#### The task
Print the entries exactly as given.

Collected data:
········
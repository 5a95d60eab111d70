//! Suspect composure: runtime resistance to revealing secrets.

use serde::{Deserialize, Serialize};

/// A suspect's composure, 0–100.
///
/// Composure only ever goes down. Nothing in a game restores it, which is
/// what makes sustained evidence pressure meaningful.
#[derive(Debug, Clone, Copy, PartialEq, Eq, PartialOrd, Ord, Serialize, Deserialize)]
#[serde(transparent)]
pub struct Composure(u8);

impl Composure {
    pub const FULL: Self = Self(100);

    /// Reconstruct from a persisted value, clamped into range.
    pub fn from_value(value: u8) -> Self {
        Self(value.min(100))
    }

    pub fn value(self) -> u8 {
        self.0
    }

    /// Apply pressure, saturating at zero.
    #[must_use]
    pub fn lose(self, amount: u8) -> Self {
        Self(self.0.saturating_sub(amount))
    }

    /// True once composure has dropped strictly below the threshold.
    pub fn broken_below(self, threshold: u8) -> bool {
        self.0 < threshold
    }
}

impl Default for Composure {
    fn default() -> Self {
        Self::FULL
    }
}

#[cfg(test)]
mod tests {
    use super::*;

    #[test]
    fn loss_saturates_at_zero() {
        let c = Composure::from_value(10).lose(200);
        assert_eq!(c.value(), 0);
    }

    #[test]
    fn threshold_is_strict() {
        let c = Composure::from_value(40);
        assert!(!c.broken_below(40));
        assert!(c.broken_below(41));
    }

    #[test]
    fn persisted_values_are_clamped() {
        assert_eq!(Composure::from_value(250).value(), 100);
    }
}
········
#### Reply
repository 5a95d60eab111d70
//! Suspect composure: runtime resistance to revealing secrets.

use serde::{Deserialize, Serialize};

/// A suspect's composure, 0–100.
///
/// Composure only ever goes down. Nothing in a game restores it, which is
/// what makes sustained evidence pressure meaningful.
#[derive(Debug, Clone, Copy, PartialEq, Eq, PartialOrd, Ord, Serialize, Deserialize)]
#[serde(transparent)]
pub struct Composure(u8);

impl Composure {
    pub const FULL: Self = Self(100);

    /// Reconstruct from a persisted value, clamped into range.
    pub fn from_value(value: u8) -> Self {
        Self(value.min(100))
    }

    pub fn value(self) -> u8 {
        self.0
    }

    /// Apply pressure, saturating at zero.
    #[must_use]
    pub fn lose(self, amount: u8) -> Self {
        Self(self.0.saturating_sub(amount))
    }

    /// True once composure has dropped strictly below the threshold.
    pub fn broken_below(self, threshold: u8) -> bool {
        self.0 < threshold
    }
}

impl Default for Composure {
    fn default() -> Self {
        Self::FULL
    }
}

#[cfg(test)]
mod tests {
    use super::*;

    #[test]
    fn loss_saturates_at_zero() {
        let c = Composure::from_value(10).lose(200);
        assert_eq!(c.value(), 0);
    }

    #[test]
    fn threshold_is_strict() {
        let c = Composure::from_value(40);
        assert!(!c.broken_below(40));
        assert!(c.broken_below(41));
    }

    #[test]
    fn persisted_values_are_clamped() {
        assert_eq!(Composure::from_value(250).value(), 100);
    }
}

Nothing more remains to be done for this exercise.